* EXERCISE PROMPT
Go through the data and tally the lines that include "speed". The reply is that number alone.
──────
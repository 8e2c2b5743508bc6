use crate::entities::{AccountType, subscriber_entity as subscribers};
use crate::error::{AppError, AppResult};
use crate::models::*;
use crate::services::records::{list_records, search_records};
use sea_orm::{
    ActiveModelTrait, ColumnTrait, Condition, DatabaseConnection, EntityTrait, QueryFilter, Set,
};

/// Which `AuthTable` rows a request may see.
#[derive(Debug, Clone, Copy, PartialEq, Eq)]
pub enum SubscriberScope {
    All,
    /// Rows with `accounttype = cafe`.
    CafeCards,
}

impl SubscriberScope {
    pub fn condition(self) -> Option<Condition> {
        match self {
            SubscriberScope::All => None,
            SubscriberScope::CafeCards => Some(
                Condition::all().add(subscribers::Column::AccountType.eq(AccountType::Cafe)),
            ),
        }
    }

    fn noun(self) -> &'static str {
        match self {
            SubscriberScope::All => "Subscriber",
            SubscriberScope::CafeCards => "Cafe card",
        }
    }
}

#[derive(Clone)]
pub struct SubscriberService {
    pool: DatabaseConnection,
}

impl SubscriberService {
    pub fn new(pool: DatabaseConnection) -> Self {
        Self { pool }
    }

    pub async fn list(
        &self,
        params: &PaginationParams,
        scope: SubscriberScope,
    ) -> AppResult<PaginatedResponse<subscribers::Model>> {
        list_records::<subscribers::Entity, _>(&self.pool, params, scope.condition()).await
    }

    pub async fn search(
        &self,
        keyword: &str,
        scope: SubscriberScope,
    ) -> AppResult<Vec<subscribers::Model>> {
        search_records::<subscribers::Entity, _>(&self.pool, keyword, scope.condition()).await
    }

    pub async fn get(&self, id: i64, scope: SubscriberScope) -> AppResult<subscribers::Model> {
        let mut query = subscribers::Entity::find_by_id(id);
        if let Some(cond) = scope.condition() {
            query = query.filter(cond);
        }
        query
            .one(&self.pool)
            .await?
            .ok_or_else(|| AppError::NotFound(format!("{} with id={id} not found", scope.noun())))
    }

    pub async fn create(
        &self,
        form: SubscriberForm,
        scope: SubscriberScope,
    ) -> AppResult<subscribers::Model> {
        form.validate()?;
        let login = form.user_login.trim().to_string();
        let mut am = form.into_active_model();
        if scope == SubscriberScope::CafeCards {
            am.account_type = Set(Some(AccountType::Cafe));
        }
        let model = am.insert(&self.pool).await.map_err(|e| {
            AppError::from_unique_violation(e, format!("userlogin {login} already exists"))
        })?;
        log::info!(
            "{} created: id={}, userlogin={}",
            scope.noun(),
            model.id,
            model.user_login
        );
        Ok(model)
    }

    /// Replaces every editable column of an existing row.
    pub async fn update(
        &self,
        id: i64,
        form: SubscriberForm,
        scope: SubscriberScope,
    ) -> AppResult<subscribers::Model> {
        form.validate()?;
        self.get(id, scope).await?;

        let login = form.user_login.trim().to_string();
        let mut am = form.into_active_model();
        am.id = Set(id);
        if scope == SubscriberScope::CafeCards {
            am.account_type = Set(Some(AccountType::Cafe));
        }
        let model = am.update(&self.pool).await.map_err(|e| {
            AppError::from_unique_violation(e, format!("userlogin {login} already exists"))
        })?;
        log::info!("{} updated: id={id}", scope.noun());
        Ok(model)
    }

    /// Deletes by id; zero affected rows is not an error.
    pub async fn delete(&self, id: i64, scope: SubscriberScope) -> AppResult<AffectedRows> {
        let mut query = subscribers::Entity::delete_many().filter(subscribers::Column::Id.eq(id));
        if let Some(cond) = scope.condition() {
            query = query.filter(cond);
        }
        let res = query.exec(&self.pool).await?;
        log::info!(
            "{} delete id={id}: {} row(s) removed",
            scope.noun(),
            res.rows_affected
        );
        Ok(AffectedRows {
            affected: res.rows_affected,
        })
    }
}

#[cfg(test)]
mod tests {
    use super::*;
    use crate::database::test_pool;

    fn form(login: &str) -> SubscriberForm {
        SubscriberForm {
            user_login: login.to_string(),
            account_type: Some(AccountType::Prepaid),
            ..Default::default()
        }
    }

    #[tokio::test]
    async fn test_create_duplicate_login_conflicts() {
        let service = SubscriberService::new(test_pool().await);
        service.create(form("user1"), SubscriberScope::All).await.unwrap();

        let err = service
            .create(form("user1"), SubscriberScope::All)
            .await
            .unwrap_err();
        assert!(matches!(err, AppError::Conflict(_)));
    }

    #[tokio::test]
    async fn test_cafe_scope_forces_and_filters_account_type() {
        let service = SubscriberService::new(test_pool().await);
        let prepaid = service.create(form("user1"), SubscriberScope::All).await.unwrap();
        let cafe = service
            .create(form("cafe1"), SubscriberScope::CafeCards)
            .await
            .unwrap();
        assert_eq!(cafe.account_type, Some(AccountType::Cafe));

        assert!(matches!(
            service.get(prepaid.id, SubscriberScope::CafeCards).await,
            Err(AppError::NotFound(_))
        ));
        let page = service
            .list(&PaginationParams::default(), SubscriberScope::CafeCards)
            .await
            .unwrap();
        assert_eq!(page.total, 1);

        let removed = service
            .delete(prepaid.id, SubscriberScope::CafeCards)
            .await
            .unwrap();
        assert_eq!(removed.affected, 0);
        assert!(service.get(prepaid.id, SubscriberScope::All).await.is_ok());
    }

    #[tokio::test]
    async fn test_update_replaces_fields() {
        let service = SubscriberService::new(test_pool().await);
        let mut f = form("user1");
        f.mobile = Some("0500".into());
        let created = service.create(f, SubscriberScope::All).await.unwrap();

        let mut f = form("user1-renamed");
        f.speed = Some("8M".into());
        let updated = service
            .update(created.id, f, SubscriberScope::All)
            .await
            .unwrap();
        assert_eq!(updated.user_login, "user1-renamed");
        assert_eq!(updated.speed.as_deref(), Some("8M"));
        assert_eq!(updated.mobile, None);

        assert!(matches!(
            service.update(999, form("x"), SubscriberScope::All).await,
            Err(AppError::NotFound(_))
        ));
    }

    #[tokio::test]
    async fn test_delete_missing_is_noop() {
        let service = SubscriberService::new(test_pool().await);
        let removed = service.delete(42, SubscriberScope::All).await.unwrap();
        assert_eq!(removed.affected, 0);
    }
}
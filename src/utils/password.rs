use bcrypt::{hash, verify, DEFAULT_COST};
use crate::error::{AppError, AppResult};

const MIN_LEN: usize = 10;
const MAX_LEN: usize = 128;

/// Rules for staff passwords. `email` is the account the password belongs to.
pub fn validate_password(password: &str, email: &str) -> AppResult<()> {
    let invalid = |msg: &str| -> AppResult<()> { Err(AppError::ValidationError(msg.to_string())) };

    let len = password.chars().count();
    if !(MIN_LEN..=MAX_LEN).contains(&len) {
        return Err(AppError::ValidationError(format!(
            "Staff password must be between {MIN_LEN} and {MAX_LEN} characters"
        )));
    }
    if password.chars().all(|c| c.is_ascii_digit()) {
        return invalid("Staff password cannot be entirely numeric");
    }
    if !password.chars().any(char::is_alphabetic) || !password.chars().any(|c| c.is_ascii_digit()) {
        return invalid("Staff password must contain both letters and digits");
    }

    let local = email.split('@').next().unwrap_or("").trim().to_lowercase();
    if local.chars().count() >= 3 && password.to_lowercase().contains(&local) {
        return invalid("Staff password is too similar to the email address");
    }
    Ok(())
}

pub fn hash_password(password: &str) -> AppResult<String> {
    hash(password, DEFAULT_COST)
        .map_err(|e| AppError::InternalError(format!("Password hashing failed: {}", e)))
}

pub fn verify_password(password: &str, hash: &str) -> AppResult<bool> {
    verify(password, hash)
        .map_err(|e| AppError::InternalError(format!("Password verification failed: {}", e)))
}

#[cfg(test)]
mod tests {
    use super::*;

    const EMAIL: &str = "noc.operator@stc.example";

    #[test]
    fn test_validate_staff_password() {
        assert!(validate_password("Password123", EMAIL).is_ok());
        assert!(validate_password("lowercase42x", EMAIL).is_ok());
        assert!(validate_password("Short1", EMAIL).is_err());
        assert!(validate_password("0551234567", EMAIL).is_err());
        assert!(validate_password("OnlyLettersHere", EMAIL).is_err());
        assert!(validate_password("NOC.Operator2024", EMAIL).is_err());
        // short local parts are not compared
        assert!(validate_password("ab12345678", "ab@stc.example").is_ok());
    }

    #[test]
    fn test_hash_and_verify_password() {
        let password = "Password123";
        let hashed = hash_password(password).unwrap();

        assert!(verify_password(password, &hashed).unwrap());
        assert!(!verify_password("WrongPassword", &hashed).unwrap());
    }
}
──────
* COMPLETED TASK
2